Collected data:
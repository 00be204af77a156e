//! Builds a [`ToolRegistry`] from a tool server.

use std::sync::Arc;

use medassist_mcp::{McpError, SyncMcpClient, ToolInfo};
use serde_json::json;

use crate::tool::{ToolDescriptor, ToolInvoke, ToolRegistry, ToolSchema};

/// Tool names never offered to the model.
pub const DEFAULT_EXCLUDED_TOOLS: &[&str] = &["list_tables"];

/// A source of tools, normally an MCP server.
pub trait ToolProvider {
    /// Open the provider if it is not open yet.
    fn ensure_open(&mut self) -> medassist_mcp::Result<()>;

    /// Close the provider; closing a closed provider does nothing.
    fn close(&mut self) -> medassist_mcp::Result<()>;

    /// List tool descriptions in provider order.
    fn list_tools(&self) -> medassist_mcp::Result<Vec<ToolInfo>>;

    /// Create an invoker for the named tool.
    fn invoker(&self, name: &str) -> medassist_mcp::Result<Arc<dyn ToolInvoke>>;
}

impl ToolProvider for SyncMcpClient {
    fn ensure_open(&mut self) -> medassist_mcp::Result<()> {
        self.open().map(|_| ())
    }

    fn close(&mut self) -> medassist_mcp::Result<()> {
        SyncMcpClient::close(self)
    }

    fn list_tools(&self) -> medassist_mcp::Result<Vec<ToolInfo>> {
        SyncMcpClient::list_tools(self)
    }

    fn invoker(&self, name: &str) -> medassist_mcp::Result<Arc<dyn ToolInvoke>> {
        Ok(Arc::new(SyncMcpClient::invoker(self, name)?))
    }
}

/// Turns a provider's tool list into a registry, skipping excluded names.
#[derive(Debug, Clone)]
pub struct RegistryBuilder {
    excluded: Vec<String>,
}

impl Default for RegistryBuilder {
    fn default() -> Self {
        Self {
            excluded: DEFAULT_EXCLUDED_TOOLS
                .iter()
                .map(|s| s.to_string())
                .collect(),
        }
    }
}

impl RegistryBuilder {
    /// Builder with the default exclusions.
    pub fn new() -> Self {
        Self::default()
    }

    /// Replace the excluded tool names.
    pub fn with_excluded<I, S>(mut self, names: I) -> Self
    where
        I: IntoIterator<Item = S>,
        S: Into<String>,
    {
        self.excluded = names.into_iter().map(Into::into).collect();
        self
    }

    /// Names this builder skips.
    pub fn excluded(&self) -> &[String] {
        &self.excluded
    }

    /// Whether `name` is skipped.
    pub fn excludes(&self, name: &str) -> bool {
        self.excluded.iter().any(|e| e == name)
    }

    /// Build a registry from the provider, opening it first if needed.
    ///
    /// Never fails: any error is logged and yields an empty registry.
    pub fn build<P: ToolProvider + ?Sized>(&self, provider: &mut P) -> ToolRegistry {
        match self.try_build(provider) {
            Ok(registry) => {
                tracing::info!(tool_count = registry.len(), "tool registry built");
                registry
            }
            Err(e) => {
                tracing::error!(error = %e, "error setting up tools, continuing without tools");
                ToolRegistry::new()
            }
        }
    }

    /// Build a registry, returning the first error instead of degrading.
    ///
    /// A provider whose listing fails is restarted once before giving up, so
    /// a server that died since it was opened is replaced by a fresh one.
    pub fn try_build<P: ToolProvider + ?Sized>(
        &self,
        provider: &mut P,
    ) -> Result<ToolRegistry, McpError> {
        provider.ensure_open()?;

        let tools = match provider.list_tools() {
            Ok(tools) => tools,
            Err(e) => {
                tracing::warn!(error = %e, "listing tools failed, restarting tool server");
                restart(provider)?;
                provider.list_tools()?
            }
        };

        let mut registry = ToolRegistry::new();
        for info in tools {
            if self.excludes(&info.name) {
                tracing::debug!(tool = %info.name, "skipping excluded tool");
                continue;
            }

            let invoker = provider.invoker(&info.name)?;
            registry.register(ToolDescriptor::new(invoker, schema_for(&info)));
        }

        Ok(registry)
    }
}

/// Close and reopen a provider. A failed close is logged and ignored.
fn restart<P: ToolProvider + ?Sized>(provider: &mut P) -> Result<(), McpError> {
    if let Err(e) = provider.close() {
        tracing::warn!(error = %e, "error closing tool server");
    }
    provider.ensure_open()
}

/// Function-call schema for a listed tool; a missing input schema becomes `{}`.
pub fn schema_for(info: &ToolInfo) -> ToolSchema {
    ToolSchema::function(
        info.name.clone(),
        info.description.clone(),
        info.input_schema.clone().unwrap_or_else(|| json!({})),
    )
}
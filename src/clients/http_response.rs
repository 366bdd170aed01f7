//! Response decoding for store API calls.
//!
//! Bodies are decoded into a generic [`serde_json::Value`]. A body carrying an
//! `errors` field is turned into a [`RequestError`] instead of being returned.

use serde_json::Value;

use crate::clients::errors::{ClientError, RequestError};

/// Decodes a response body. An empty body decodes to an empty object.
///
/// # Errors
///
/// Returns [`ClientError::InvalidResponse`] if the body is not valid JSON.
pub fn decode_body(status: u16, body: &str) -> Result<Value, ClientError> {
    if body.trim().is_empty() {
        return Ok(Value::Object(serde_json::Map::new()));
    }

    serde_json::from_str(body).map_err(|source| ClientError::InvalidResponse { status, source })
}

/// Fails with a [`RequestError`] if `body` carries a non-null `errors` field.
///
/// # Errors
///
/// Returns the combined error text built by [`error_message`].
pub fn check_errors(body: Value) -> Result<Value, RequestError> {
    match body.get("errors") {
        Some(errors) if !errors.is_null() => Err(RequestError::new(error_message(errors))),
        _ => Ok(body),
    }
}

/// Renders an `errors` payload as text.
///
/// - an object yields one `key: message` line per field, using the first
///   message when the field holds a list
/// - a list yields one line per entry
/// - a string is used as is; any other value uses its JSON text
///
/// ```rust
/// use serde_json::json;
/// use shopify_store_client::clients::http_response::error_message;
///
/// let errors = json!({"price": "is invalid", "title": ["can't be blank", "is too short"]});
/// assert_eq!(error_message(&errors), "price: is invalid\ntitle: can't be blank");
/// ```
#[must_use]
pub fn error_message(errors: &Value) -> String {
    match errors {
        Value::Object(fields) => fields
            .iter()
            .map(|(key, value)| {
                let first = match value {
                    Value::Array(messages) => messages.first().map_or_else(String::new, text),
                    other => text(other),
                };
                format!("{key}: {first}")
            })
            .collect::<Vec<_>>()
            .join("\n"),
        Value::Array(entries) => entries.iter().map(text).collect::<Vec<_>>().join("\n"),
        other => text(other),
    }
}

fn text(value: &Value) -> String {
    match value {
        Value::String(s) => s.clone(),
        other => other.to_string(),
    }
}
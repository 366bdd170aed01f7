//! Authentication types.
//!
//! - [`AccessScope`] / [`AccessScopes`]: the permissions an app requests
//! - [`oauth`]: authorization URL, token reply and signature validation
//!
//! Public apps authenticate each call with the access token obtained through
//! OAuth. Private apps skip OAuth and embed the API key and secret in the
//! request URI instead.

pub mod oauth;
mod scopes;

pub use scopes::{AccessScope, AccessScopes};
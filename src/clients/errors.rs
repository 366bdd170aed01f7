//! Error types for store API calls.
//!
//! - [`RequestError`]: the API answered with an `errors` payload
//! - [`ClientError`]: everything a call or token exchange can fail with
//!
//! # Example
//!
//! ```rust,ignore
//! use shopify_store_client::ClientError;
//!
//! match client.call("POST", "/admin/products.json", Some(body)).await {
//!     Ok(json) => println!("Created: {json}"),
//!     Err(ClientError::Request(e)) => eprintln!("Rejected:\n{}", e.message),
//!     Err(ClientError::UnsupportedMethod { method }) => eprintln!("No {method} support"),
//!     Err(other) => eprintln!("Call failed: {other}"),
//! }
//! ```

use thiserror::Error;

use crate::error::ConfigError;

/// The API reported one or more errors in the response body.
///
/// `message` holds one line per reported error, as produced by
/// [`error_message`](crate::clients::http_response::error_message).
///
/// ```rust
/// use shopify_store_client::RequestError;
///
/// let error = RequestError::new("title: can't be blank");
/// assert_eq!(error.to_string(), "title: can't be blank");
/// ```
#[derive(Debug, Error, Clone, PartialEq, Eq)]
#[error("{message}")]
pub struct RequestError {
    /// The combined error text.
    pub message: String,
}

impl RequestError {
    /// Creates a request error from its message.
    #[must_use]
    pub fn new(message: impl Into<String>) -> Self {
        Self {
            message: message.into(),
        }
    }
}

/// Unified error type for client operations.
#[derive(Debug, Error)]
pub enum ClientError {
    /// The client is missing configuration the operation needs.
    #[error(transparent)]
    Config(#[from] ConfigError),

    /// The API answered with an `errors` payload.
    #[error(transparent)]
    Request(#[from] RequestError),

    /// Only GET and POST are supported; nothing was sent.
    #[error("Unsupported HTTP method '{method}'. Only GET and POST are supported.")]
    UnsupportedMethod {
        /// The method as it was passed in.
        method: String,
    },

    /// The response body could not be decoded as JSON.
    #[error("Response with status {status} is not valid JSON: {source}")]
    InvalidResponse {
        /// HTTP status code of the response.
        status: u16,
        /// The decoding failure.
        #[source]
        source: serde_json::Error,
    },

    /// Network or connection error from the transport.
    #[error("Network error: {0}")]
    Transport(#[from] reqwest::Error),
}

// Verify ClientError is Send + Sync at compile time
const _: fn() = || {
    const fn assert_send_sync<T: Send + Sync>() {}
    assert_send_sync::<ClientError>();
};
...
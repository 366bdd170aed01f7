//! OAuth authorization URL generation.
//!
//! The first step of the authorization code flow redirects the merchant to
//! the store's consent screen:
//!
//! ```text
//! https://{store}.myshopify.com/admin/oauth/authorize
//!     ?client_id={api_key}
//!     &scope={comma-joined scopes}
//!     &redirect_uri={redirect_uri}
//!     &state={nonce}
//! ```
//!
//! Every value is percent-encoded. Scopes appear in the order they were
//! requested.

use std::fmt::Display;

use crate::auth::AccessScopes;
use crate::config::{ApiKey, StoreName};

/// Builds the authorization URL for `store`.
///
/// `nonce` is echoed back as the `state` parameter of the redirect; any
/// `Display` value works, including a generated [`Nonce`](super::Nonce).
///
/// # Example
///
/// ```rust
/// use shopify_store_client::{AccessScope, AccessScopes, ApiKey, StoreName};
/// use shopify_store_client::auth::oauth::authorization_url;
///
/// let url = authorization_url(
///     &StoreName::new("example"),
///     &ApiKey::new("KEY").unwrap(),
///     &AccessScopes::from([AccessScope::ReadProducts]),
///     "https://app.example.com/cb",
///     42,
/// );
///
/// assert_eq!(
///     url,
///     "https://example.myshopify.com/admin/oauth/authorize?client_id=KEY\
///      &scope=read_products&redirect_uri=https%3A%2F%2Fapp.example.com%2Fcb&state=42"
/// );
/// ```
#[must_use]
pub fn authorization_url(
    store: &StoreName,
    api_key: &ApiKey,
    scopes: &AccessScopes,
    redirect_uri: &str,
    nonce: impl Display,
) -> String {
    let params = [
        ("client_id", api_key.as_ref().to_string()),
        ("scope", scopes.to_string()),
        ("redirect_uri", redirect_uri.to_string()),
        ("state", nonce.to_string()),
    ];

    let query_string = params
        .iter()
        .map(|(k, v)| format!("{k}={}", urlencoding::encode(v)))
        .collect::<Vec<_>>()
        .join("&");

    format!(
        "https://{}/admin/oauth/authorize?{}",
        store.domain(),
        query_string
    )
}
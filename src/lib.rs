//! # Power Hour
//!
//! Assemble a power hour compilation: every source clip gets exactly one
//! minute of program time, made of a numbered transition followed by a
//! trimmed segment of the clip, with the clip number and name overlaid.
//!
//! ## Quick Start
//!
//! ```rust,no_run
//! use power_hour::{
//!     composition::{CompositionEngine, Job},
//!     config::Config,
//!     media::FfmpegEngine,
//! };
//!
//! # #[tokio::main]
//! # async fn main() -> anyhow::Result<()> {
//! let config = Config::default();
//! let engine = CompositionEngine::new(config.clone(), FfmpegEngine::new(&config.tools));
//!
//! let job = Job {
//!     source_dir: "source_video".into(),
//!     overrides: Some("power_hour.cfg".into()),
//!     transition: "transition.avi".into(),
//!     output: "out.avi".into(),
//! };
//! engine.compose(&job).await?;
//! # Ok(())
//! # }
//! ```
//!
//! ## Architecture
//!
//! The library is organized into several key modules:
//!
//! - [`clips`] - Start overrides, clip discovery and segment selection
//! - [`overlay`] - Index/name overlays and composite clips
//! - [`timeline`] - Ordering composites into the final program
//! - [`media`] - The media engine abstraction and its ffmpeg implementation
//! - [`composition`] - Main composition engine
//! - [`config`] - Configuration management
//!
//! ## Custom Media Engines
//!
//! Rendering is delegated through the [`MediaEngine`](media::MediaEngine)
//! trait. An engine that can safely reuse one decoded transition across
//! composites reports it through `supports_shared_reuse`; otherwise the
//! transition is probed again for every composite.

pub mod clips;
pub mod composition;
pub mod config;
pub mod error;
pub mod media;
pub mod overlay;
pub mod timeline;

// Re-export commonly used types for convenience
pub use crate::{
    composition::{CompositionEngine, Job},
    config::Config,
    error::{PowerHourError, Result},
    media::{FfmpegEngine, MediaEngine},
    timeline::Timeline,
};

Your goal: Only one stretch of the records above is wanted: the lines between the one holding "repository 00be204af77a156e" and the one holding "the named tool.", inclusive, reproduced exactly.

Finished task:
repository 00be204af77a156e
//! Builds a [`ToolRegistry`] from a tool server.

use std::sync::Arc;

use medassist_mcp::{McpError, SyncMcpClient, ToolInfo};
use serde_json::json;

use crate::tool::{ToolDescriptor, ToolInvoke, ToolRegistry, ToolSchema};

/// Tool names never offered to the model.
pub const DEFAULT_EXCLUDED_TOOLS: &[&str] = &["list_tables"];

/// A source of tools, normally an MCP server.
pub trait ToolProvider {
    /// Open the provider if it is not open yet.
    fn ensure_open(&mut self) -> medassist_mcp::Result<()>;

    /// Close the provider; closing a closed provider does nothing.
    fn close(&mut self) -> medassist_mcp::Result<()>;

    /// List tool descriptions in provider order.
    fn list_tools(&self) -> medassist_mcp::Result<Vec<ToolInfo>>;

    /// Create an invoker for the named tool.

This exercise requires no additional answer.